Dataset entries
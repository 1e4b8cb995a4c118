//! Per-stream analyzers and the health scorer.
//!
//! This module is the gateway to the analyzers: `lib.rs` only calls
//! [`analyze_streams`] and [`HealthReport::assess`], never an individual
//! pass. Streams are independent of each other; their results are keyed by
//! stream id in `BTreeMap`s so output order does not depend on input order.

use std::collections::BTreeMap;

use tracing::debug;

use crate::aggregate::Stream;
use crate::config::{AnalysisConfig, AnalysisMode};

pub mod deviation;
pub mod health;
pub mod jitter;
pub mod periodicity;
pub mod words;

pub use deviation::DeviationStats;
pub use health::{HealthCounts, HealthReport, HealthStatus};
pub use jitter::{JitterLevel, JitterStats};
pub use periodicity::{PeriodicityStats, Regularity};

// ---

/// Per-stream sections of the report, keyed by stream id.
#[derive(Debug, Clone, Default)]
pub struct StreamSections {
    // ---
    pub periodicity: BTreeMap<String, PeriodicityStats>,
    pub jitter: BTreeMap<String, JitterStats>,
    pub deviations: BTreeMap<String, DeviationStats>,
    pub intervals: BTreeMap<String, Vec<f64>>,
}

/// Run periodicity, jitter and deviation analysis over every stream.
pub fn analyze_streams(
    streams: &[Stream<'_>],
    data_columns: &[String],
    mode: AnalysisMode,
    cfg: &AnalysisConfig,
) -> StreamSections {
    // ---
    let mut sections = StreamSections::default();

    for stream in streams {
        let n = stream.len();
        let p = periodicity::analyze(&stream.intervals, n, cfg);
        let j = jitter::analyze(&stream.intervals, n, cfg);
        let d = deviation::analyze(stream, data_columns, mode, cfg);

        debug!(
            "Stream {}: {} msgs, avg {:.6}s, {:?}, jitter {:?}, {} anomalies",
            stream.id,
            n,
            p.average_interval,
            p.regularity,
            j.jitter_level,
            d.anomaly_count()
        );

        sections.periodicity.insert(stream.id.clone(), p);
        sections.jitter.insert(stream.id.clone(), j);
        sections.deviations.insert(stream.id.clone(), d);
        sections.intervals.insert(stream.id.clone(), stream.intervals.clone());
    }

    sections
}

---

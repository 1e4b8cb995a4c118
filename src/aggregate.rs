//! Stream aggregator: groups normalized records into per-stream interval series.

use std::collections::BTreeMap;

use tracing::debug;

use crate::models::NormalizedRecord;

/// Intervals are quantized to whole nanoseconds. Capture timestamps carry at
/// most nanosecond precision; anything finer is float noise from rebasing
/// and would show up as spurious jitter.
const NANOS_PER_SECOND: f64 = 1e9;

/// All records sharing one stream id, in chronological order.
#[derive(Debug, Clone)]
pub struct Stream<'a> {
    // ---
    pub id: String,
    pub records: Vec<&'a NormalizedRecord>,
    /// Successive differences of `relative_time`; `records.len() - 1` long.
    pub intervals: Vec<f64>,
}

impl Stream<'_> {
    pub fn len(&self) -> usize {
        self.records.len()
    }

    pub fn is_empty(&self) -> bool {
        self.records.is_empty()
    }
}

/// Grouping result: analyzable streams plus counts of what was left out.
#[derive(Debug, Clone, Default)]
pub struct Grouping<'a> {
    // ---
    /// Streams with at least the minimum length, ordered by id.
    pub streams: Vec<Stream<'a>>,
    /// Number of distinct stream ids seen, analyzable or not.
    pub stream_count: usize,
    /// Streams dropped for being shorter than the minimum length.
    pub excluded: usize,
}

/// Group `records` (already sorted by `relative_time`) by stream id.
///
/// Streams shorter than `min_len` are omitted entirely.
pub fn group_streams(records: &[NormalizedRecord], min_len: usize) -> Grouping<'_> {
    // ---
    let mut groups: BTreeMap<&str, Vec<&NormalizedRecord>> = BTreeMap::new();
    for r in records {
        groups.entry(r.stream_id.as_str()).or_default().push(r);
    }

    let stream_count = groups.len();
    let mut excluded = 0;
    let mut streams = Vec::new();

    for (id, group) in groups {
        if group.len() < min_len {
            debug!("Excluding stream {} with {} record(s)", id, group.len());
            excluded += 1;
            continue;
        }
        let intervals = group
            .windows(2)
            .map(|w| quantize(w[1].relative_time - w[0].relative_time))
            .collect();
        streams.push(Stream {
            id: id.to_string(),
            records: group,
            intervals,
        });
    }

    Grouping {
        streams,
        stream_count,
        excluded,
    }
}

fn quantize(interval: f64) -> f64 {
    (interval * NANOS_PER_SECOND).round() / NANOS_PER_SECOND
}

▸ About this task
Take every line from the records above that has the word "NormalizedRecord" and copy it.

▸ Solution to this exercise
use crate::models::NormalizedRecord;
    pub records: Vec<&'a NormalizedRecord>,
pub fn group_streams(records: &[NormalizedRecord], min_len: usize) -> Grouping<'_> {
    let mut groups: BTreeMap<&str, Vec<&NormalizedRecord>> = BTreeMap::new();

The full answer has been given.